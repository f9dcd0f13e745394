use std::sync::Arc;

use anyhow::Result;
use chrono::Utc;
use tracing::{info, warn};
use uuid::Uuid;

use rootsignal_common::{RegionNode, DiscoveryMethod, SourceNode, SourceRole};
use rootsignal_graph::GraphWriter;

use rootsignal_archive::Archive;

use crate::scraper::WebSearcher;
use crate::sources;

/// Handles cold-start bootstrapping for a brand-new city.
/// When no CityNode exists, this generates seed search queries,
/// performs a news sweep, and creates initial Source nodes.
pub struct Bootstrapper<'a> {
    writer: &'a GraphWriter,
    _searcher: &'a dyn WebSearcher,
    archive: Option<Arc<Archive>>,
    anthropic_api_key: String,
    region: RegionNode,
}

#####

**WHAT TO PRODUCE**. The material must be repeated in full, with every line exact.

**ANSWER BOX**.
repository f9dcd0f13e745394
use std::sync::Arc;

use anyhow::Result;
use chrono::Utc;
use tracing::{info, warn};
use uuid::Uuid;

use rootsignal_common::{RegionNode, DiscoveryMethod, SourceNode, SourceRole};
use rootsignal_graph::GraphWriter;

use rootsignal_archive::Archive;

use crate::scraper::WebSearcher;
use crate::sources;

/// Handles cold-start bootstrapping for a brand-new city.
/// When no CityNode exists, this generates seed search queries,
/// performs a news sweep, and creates initial Source nodes.
pub struct Bootstrapper<'a> {
    writer: &'a GraphWriter,
    _searcher: &'a dyn WebSearcher,
    archive: Option<Arc<Archive>>,
    anthropic_api_key: String,
    region: RegionNode,
}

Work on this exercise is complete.